January 19, 2024

So far, 2024 has been distinctly different from the end of 2023. November and December saw rates move lower at one of the fastest paces in decades. In contrast, January has delivered a fairly consistent uptrend with the average lender now at the highest levels in more than a month.

Frustratingly, widespread media coverage suggested rates fell to their lowest levels since May this week.  Rest assured, this is NOT the case.

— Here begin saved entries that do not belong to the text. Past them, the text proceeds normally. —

/// Used to do value-to-value conversions that may *round* the input to the nearest representable
/// value of the target type. It is the reciprocal of [`RoundInto`].
///
/// The interface is identical to the standard [`From`], except that, unlike the
/// [convention for the `From` trait](core::convert::From#when-to-implement-from), these
/// conversions are _not necessarily lossless_. If you're looking for an exact conversion, use
/// [`From`] or [`TryFrom`] instead (e.g. `Decimal::try_from(f32)` or [`F32Bits::exact_decimal`]).
///
/// As with [`From`], prefer implementing [`RoundFrom`] over [`RoundInto`], since the former
/// automatically provides the latter, and prefer [`RoundInto`] when specifying trait bounds on a
/// generic function. There's also a blanket implementation of `RoundFrom<T> for T`.
///
/// # Rounding
///
/// Conversions into [`F32Bits`] round the way IEEE754 prescribes for binary32:
///
///   - Round to the nearest representable value, or in case of a tie, to the one with an even
///     significand.
///   - Values too small to be represented as a normal number are rounded to a subnormal, or to a
///     zero of the same sign (gradual underflow).
///   - Values at or beyond the midpoint between [`F32Bits::MAX`] and the next power of two overflow
///     to an infinity of the same sign.
///
/// # Examples
///
/// ```
/// # use fp_precision::{F32Bits, RoundFrom, Decimal};
/// let tenth: Decimal = "0.1".parse()?;
/// assert_eq!(F32Bits::round_from(&tenth), F32Bits::from(0.1_f32));
/// assert_eq!(F32Bits::round_from(1e300_f64), F32Bits::INFINITY);
/// # Ok::<(), fp_precision::ParseDecimalError>(())
/// ```
///
/// [`F32Bits`]: super::F32Bits
/// [`F32Bits::MAX`]: super::F32Bits::MAX
/// [`F32Bits::exact_decimal`]: super::F32Bits::exact_decimal
pub trait RoundFrom<T> {
  /// Converts to this type from the input type, rounding if necessary (see
  /// [Rounding](RoundFrom#rounding)).
  #[must_use]
  fn round_from(value: T) -> Self;
}

/// Used to do value-to-value conversions that may *round* the input to the nearest representable
/// value of the target type. It is the reciprocal of [`RoundFrom`], and is implemented
/// automatically for every `RoundFrom` implementation.
///
/// ```
/// # use fp_precision::{F32Bits, RoundInto};
/// let x: F32Bits = 3.141592653589793_f64.round_into();
/// assert_eq!(x.to_bits(), 0x4049_0fdb);
/// ```
pub trait RoundInto<T> {
  /// Converts this type into the (usually inferred) input type, rounding if necessary (see
  /// [Rounding](RoundFrom#rounding)).
  #[must_use]
  fn round_into(self) -> T;
}

impl<T> RoundFrom<T> for T {
  fn round_from(value: T) -> Self {
    value
  }
}

impl<T, U> RoundInto<U> for T where U: RoundFrom<T> {
  fn round_into(self) -> U {
    U::round_from(self)
  }
}
use super::*;

use core::num::FpCategory;

impl F32Bits {
  /// Total width in bits.
  pub const BITS: u32 = 32;

  /// Width of the exponent field.
  pub const EXPONENT_BITS: u32 = 8;

  /// Width of the fraction field (not counting the hidden bit).
  pub const FRACTION_BITS: u32 = 23;

  /// The exponent field of a normal number is its binary exponent plus this bias.
  pub const EXPONENT_BIAS: i32 = 127;

  /// The exponent field value reserved for infinities and NaNs (all ones).
  pub(crate) const EXPONENT_SPECIAL: u32 = (1 << Self::EXPONENT_BITS) - 1;

  /// Binary exponent of the smallest normal number; also the exponent of all subnormals.
  pub const MIN_EXP: i32 = 1 - Self::EXPONENT_BIAS;

  /// Binary exponent of the largest finite number.
  pub const MAX_EXP: i32 = Self::EXPONENT_SPECIAL as i32 - 1 - Self::EXPONENT_BIAS;

  pub(crate) const FRACTION_MASK: u32 = (1 << Self::FRACTION_BITS) - 1;
  pub(crate) const HIDDEN_BIT: u32 = 1 << Self::FRACTION_BITS;
  const SIGN_MASK: u32 = 1 << (Self::BITS - 1);

  /// Positive zero.
  pub const ZERO: Self = Self(0);

  /// One (`1.0`).
  pub const ONE: Self = Self((Self::EXPONENT_BIAS as u32) << Self::FRACTION_BITS);

  /// Positive infinity.
  pub const INFINITY: Self = Self(Self::EXPONENT_SPECIAL << Self::FRACTION_BITS);

  /// The canonical quiet NaN.
  pub const NAN: Self = Self(Self::INFINITY.0 | Self::HIDDEN_BIT >> 1);

  /// Largest finite value, `(2 - 2^-23) × 2^127`.
  pub const MAX: Self = Self(Self::INFINITY.0 - 1);

  /// Smallest positive normal value, `2^-126`.
  pub const MIN_POSITIVE: Self = Self(Self::HIDDEN_BIT);

  /// Construct from the raw bit representation.
  #[inline]
  pub const fn from_bits(bits: u32) -> Self {
    Self(bits)
  }

  /// The raw bit representation.
  #[inline]
  pub const fn to_bits(self) -> u32 {
    self.0
  }

  /// Assemble a pattern from its three fields. Bits of `exponent` and `fraction` beyond the width
  /// of their fields are ignored.
  pub const fn from_fields(negative: bool, exponent: u32, fraction: u32) -> Self {
    let sign = if negative { Self::SIGN_MASK } else { 0 };
    let exponent = (exponent & Self::EXPONENT_SPECIAL) << Self::FRACTION_BITS;
    Self(sign | exponent | (fraction & Self::FRACTION_MASK))
  }

  /// Whether the sign bit is set (including for `-0` and negative NaNs).
  #[inline]
  pub const fn is_sign_negative(self) -> bool {
    self.0 & Self::SIGN_MASK != 0
  }

  /// The exponent field, as an unsigned integer in `0 ..= 255`.
  #[inline]
  pub const fn biased_exponent(self) -> u32 {
    (self.0 >> Self::FRACTION_BITS) & Self::EXPONENT_SPECIAL
  }

  /// The exponent field minus the bias, i.e. the binary exponent *if* the pattern is a normal
  /// number. Note that for zeros and subnormals this is -127, not the actual exponent -126.
  #[inline]
  pub const fn unbiased_exponent(self) -> i32 {
    self.biased_exponent() as i32 - Self::EXPONENT_BIAS
  }

  /// The fraction field (the significand without its hidden bit), in `0 .. 2^23`.
  #[inline]
  pub const fn fraction(self) -> u32 {
    self.0 & Self::FRACTION_MASK
  }

  /// Which kind of value the pattern encodes.
  pub const fn classify(self) -> FpCategory {
    match (self.biased_exponent(), self.fraction()) {
      (0, 0) => FpCategory::Zero,
      (0, _) => FpCategory::Subnormal,
      (Self::EXPONENT_SPECIAL, 0) => FpCategory::Infinite,
      (Self::EXPONENT_SPECIAL, _) => FpCategory::Nan,
      _ => FpCategory::Normal,
    }
  }

  /// Neither infinite nor NaN.
  #[inline]
  pub const fn is_finite(self) -> bool {
    self.biased_exponent() != Self::EXPONENT_SPECIAL
  }

  /// `(significand, exponent)` such that the absolute value of a **finite** pattern is
  /// `significand × 2^exponent`, with the significand an integer of at most 24 bits.
  pub(crate) const fn significand_and_exponent(self) -> (u32, i32) {
    debug_assert!(self.is_finite());
    // The value is 1.fff × 2^(e - bias) for normals and 0.fff × 2^MIN_EXP for subnormals; with the
    // binary point moved past the 23 fraction bits that's 1fff × 2^(e - bias - 23), resp.
    // 0fff × 2^(MIN_EXP - 23).
    let lsb_exp = -(Self::FRACTION_BITS as i32);
    match self.biased_exponent() {
      0 => (self.fraction(), Self::MIN_EXP + lsb_exp),
      e => (self.fraction() | Self::HIDDEN_BIT, e as i32 - Self::EXPONENT_BIAS + lsb_exp),
    }
  }

  /// The next bit pattern away from zero, i.e. the next larger value for positive numbers and the
  /// next smaller for negative ones. A fraction field of all ones carries into the exponent, so
  /// this steps seamlessly from subnormals to normals, and from one binade to the next.
  ///
  /// Returns `None` if `self` is not finite, or if the next pattern would be an infinity.
  ///
  /// ```
  /// # use fp_precision::F32Bits;
  /// assert_eq!(F32Bits::ONE.next_away_from_zero(), Some(F32Bits::from(1.0000001_f32)));
  /// assert_eq!(F32Bits::MAX.next_away_from_zero(), None);
  /// ```
  pub fn next_away_from_zero(self) -> Option<Self> {
    if !self.is_finite() {
      return None
    }
    // The magnitude bits of a finite pattern are below those of infinity, so incrementing can't
    // spill into the sign bit.
    let next = Self(self.0 + 1);
    next.is_finite().then_some(next)
  }

  /// All finite patterns from `self` (inclusive) onwards in order of increasing magnitude, with
  /// the sign of `self`. Empty if `self` is not finite.
  ///
  /// ```
  /// # use fp_precision::F32Bits;
  /// let mut it = F32Bits::ZERO.ascending();
  /// assert_eq!(it.next(), Some(F32Bits::ZERO));
  /// assert_eq!(it.next(), Some(F32Bits::from_bits(1)));  // Smallest subnormal
  /// ```
  pub fn ascending(self) -> impl Iterator<Item = Self> {
    core::iter::successors(self.is_finite().then_some(self), |x| x.next_away_from_zero())
  }
}

impl From<f32> for F32Bits {
  fn from(value: f32) -> Self {
    Self(value.to_bits())
  }
}

impl From<F32Bits> for f32 {
  fn from(value: F32Bits) -> Self {
    f32::from_bits(value.0)
  }
}
//! Estimating π with the midpoint rule, at a chosen precision.
//!
//! The midpoint rule over `∫₀¹ 4/(1+x²) dx` is written once, in [`integrate`], against the
//! [`Arithmetic`] trait, and run with one of three arithmetics:
//!
//!   - [`Binary32`]: native `f32`. Rounding error in the running sum dominates quickly, so the
//!     estimate gets *worse* as the step count grows past a few thousand.
//!   - [`Binary64`]: native `f64`. Accurate to about 15 significant digits for large step counts.
//!   - [`DecimalContext`]: [`Decimal`]s rounded to any number of significant digits, with any
//!     [`Rounding`] mode. With enough digits, what remains is the error of the method itself,
//!     about `step² / 12`.
//!
//! [`estimate_pi`] and [`estimate_pi_timed`] take an [`IntegrationConfig`] naming the arithmetic,
//! and validate it before doing any work. The harness functions ([`time_repeated`], [`compare`])
//! build on those.

use crate::{Decimal, DecimalContext, Error, Rounding};

use core::fmt::{self, Display};
use core::num::NonZeroU64;
use std::time::{Duration, Instant};

/// The number representation abstraction
mod arithmetic;

/// The integration loop
mod midpoint;

/// Timing and comparison
mod harness;

pub use arithmetic::{Arithmetic, Binary32, Binary64};
pub use midpoint::{integrate, midpoint_sum};
pub use harness::{reference_pi, agreeing_digits, time_repeated, compare, Timing, Comparison};

/// Which arithmetic to run the integration in.
#[derive(Clone, Copy, Debug)]
#[derive(PartialEq, Eq, Hash)]
pub enum ArithmeticKind {
  /// Native `f32`.
  Float32,
  /// Native `f64`.
  Float64,
  /// [`Decimal`]s, with every operation rounded to `precision_digits` significant digits
  /// according to `rounding`.
  Decimal { precision_digits: u32, rounding: Rounding },
}

impl Display for ArithmeticKind {
  fn fmt(&self, f: &mut fmt::Formatter<'_>) -> fmt::Result {
    match self {
      Self::Float32 => f.write_str("f32"),
      Self::Float64 => f.write_str("f64"),
      Self::Decimal { precision_digits, rounding } => write!(f, "decimal({precision_digits}, {rounding})"),
    }
  }
}

/// The parameters of one π estimation.
#[derive(Clone, Copy, Debug)]
#[derive(PartialEq, Eq, Hash)]
pub struct IntegrationConfig {
  /// Number of rectangles; must be positive.
  pub step_count: u64,
  pub arithmetic_kind: ArithmeticKind,
}

impl IntegrationConfig {
  pub fn new(step_count: u64, arithmetic_kind: ArithmeticKind) -> Self {
    Self { step_count, arithmetic_kind }
  }

  /// Check the parameters, and resolve them into something that can be run.
  fn validate(&self) -> Result<Plan, Error> {
    let step_count = NonZeroU64::new(self.step_count).ok_or(Error::InvalidStepCount)?;
    let backend = match self.arithmetic_kind {
      ArithmeticKind::Float32 => Backend::Float32,
      ArithmeticKind::Float64 => Backend::Float64,
      ArithmeticKind::Decimal { precision_digits, rounding } =>
        Backend::Decimal(DecimalContext::new(precision_digits, rounding)?),
    };
    let plan = Plan { step_count, backend };
    log::debug!("Integrating with {} steps in {}", self.step_count, self.arithmetic_kind);
    Ok(plan)
  }
}

/// A validated [`IntegrationConfig`].
#[derive(Clone, Copy, Debug)]
struct Plan {
  step_count: NonZeroU64,
  backend: Backend,
}

#[derive(Clone, Copy, Debug)]
enum Backend {
  Float32,
  Float64,
  Decimal(DecimalContext),
}

impl Plan {
  fn run(&self) -> PiEstimate {
    match &self.backend {
      Backend::Float32 => PiEstimate::Float32(integrate(&Binary32, self.step_count)),
      Backend::Float64 => PiEstimate::Float64(integrate(&Binary64, self.step_count)),
      Backend::Decimal(context) => PiEstimate::Decimal(integrate(context, self.step_count)),
    }
  }

  fn run_timed(&self) -> (PiEstimate, Duration) {
    let start = Instant::now();
    let value = self.run();
    let elapsed = start.elapsed();
    log::trace!("{} steps took {elapsed:?}", self.step_count);
    (value, elapsed)
  }
}

/// A π estimate, in the representation it was computed in.
#[derive(Clone, Debug)]
#[derive(PartialEq)]
pub enum PiEstimate {
  Float32(f32),
  Float64(f64),
  Decimal(Decimal),
}

impl PiEstimate {
  /// The exact value of the estimate (for floats, the exact value of the binary number, with all
  /// its digits).
  ///
  /// Fails with [`Error::NonFinite`] if a float estimate has overflowed.
  pub fn to_decimal(&self) -> Result<Decimal, Error> {
    match self {
      Self::Float32(x) => Decimal::try_from(*x),
      Self::Float64(x) => Decimal::try_from(*x),
      Self::Decimal(x) => Ok(x.clone()),
    }
  }

  /// `|estimate - π|`, exactly, against π to 100 decimal places ([`reference_pi`]).
  pub fn abs_error(&self) -> Result<Decimal, Error> {
    Ok((self.to_decimal()? - reference_pi()).abs())
  }
}

impl Display for PiEstimate {
  /// The shortest representation that round-trips for floats; all digits for decimals.
  fn fmt(&self, f: &mut fmt::Formatter<'_>) -> fmt::Result {
    match self {
      Self::Float32(x) => Display::fmt(x, f),
      Self::Float64(x) => Display::fmt(x, f),
      Self::Decimal(x) => Display::fmt(x, f),
    }
  }
}

/// The outcome of a π estimation.
#[derive(Clone, Debug)]
#[derive(PartialEq)]
pub struct IntegrationResult {
  pub value: PiEstimate,
  /// Wall-clock time spent in the integration itself (excluding validation and setup), if it was
  /// measured.
  pub elapsed: Option<Duration>,
}

/// Estimate π according to `config`.
///
/// Fails, before doing any work, with [`Error::InvalidStepCount`] if the step count is 0, or
/// [`Error::InvalidPrecision`] if a decimal precision of 0 digits is requested.
///
/// ```
/// # use fp_precision::{estimate_pi, ArithmeticKind, IntegrationConfig, PiEstimate};
/// let result = estimate_pi(&IntegrationConfig::new(10_000, ArithmeticKind::Float64))?;
/// assert_eq!(result.value, PiEstimate::Float64(3.141592654423134));
/// assert_eq!(result.elapsed, None);
/// # Ok::<(), fp_precision::Error>(())
/// ```
pub fn estimate_pi(config: &IntegrationConfig) -> Result<IntegrationResult, Error> {
  let plan = config.validate()?;
  Ok(IntegrationResult { value: plan.run(), elapsed: None })
}

/// Like [`estimate_pi`], also measuring the time taken by the integration.
pub fn estimate_pi_timed(config: &IntegrationConfig) -> Result<IntegrationResult, Error> {
  let plan = config.validate()?;
  let (value, elapsed) = plan.run_timed();
  Ok(IntegrationResult { value, elapsed: Some(elapsed) })
}

#[cfg(test)]
mod tests {
  use super::*;

  fn dec(s: &str) -> Decimal {
    s.parse().unwrap()
  }

  fn decimal(precision_digits: u32, rounding: Rounding) -> ArithmeticKind {
    ArithmeticKind::Decimal { precision_digits, rounding }
  }

  fn run(step_count: u64, kind: ArithmeticKind) -> PiEstimate {
    estimate_pi(&IntegrationConfig::new(step_count, kind)).unwrap().value
  }

  #[test]
  fn invalid() {
    for kind in [ArithmeticKind::Float32, ArithmeticKind::Float64, decimal(30, Rounding::HalfUp), decimal(0, Rounding::HalfUp)] {
      let config = IntegrationConfig::new(0, kind);
      assert_eq!(estimate_pi(&config), Err(Error::InvalidStepCount));
      assert_eq!(estimate_pi_timed(&config), Err(Error::InvalidStepCount));
    }
    let config = IntegrationConfig::new(10, decimal(0, Rounding::HalfEven));
    assert_eq!(estimate_pi(&config), Err(Error::InvalidPrecision));
    assert_eq!(estimate_pi_timed(&config), Err(Error::InvalidPrecision));
  }

  /// Keeps the message of every record logged in this test binary.
  struct Recorder(std::sync::Mutex<Vec<String>>);

  impl log::Log for Recorder {
    fn enabled(&self, _: &log::Metadata) -> bool {
      true
    }

    fn log(&self, record: &log::Record) {
      self.0.lock().unwrap().push(record.args().to_string());
    }

    fn flush(&self) {}
  }

  static RECORDER: Recorder = Recorder(std::sync::Mutex::new(Vec::new()));

  #[test]
  fn logs_only_valid_configs() {
    log::set_logger(&RECORDER).unwrap();
    log::set_max_level(log::LevelFilter::Debug);
    assert!(estimate_pi(&IntegrationConfig::new(0, ArithmeticKind::Float64)).is_err());
    assert!(estimate_pi(&IntegrationConfig::new(4321, decimal(0, Rounding::HalfUp))).is_err());
    assert!(estimate_pi(&IntegrationConfig::new(4321, ArithmeticKind::Float32)).is_ok());
    let records = RECORDER.0.lock().unwrap();
    assert!(!records.iter().any(|r| r.starts_with("Integrating with 0 steps")), "{records:?}");
    assert!(!records.iter().any(|r| r.contains("decimal(0,")), "{records:?}");
    assert!(records.iter().any(|r| r == "Integrating with 4321 steps in f32"), "{records:?}");
  }

  #[test]
  fn timed() {
    let config = IntegrationConfig::new(1000, ArithmeticKind::Float32);
    let timed = estimate_pi_timed(&config).unwrap();
    assert!(timed.elapsed.is_some());
    assert_eq!(timed.value, estimate_pi(&config).unwrap().value);
  }

  #[test]
  fn f64_convergence() {
    let errors: Vec<f64> = [10_000, 100_000, 1_000_000, 10_000_000].into_iter()
      .map(|n| match run(n, ArithmeticKind::Float64) {
        PiEstimate::Float64(x) => (x - core::f64::consts::PI).abs(),
        other => panic!("unexpected {other:?}"),
      })
      .collect();
    // The method's error shrinks 100-fold per decade of steps, until it drops below the rounding
    // noise of the running sum (around 1e-13).
    assert!(errors[0] > errors[1] && errors[1] > errors[2], "{errors:?}");
    assert!(errors[3] < errors[0]);
    assert!(errors[3] < 1e-8);
  }

  #[test]
  fn f32_diverges() {
    let error = |n| run(n, ArithmeticKind::Float32).abs_error().unwrap();
    // Float error accumulating in the sum outweighs the better discretisation.
    assert!(error(100_000) > error(1000));
    assert!(error(1000) < dec("1e-6"));
  }

  #[test]
  fn decimal_precision() {
    // What remains of the error at 30 digits is the method's, `step² / 12` to first order.
    let estimate = run(100_000, decimal(30, Rounding::HalfUp)).to_decimal().unwrap();
    let discretisation = dec("8.33333333333333333333333333333333333333e-12");
    let residual = (estimate.clone() - reference_pi() - discretisation).abs();
    assert!(residual < dec("1e-25"), "{residual}");
    // Agrees with the usual double-precision digits of π, up to that discretisation error.
    assert!((estimate - dec("3.14159265358979")).abs() < dec("1e-10"));
  }

  #[test]
  #[ignore = "a million 30-digit decimal steps take minutes in debug builds"]
  fn decimal_precision_million_steps() {
    // At this step count `step² / 12` is 8.3e-14, so the 15th significant digit is the method's
    let estimate = run(1_000_000, decimal(30, Rounding::HalfUp)).to_decimal().unwrap();
    assert_eq!(estimate, dec("3.14159265358987657179597671384"));
    let discretisation = dec("8.33333333333333333333333333333333333333e-14");
    let residual = (estimate.clone() - reference_pi() - discretisation).abs();
    assert!(residual < dec("1e-25"), "{residual}");
    assert_eq!(agreeing_digits(&estimate, &reference_pi()), 13);
  }

  #[test]
  fn decimal_digits_independent_of_budget() {
    let p30 = run(10_000, decimal(30, Rounding::HalfUp)).to_decimal().unwrap();
    let p40 = run(10_000, decimal(40, Rounding::HalfUp)).to_decimal().unwrap();
    assert_eq!(p30, dec("3.14159265442312657179597671409"));
    assert_eq!(p40, dec("3.141592654423126571795976714690713201658"));
    assert_eq!(agreeing_digits(&p30, &p40), 28);
  }

  #[test]
  fn deterministic() {
    for kind in [ArithmeticKind::Float32, ArithmeticKind::Float64, decimal(20, Rounding::HalfEven)] {
      let a = run(5000, kind);
      let b = run(5000, kind);
      assert_eq!(a, b);
      assert_eq!(a.to_string(), b.to_string());
    }
  }

  #[test]
  fn display() {
    assert_eq!(run(10, decimal(5, Rounding::HalfUp)).to_string(), "3.1425");
    assert_eq!(run(10, ArithmeticKind::Float32).to_string(), "3.142426");
    assert_eq!(decimal(30, Rounding::HalfUp).to_string(), "decimal(30, half-up)");
    assert_eq!(ArithmeticKind::Float64.to_string(), "f64");
  }
}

It wasn’t even the case last week, although that the claim would have been less frivolous last week.

The source of the confusion is Freddie Mac’s weekly survey which is the longest-running and most widely cited mortgage rate index overall.  While there are a few reasons that it doesn’t always line up perfectly with reality, the biggest issue is really the lag effect resulting from the survey’s timing and methodology.

Freddie takes an average of rate quotes on Thursday through Wednesday and reports that a day later.  In other words, Thursday January 11th through Wednesday January 17th is this week’s survey time frame.  The 11th and 12th were the two best days of the past 2 weeks.  They dragged the average down.  Thursday and Friday of the current week have seen the highest rates in more than a month.  They are NOT included in Freddie’s survey.

Here’s a comparison between the Freddie survey rate and the more timely MND daily index.  As always, the best way to use a chart like this is to compare the movement in the lines, because outright rates themselves can be affected by multiple factors.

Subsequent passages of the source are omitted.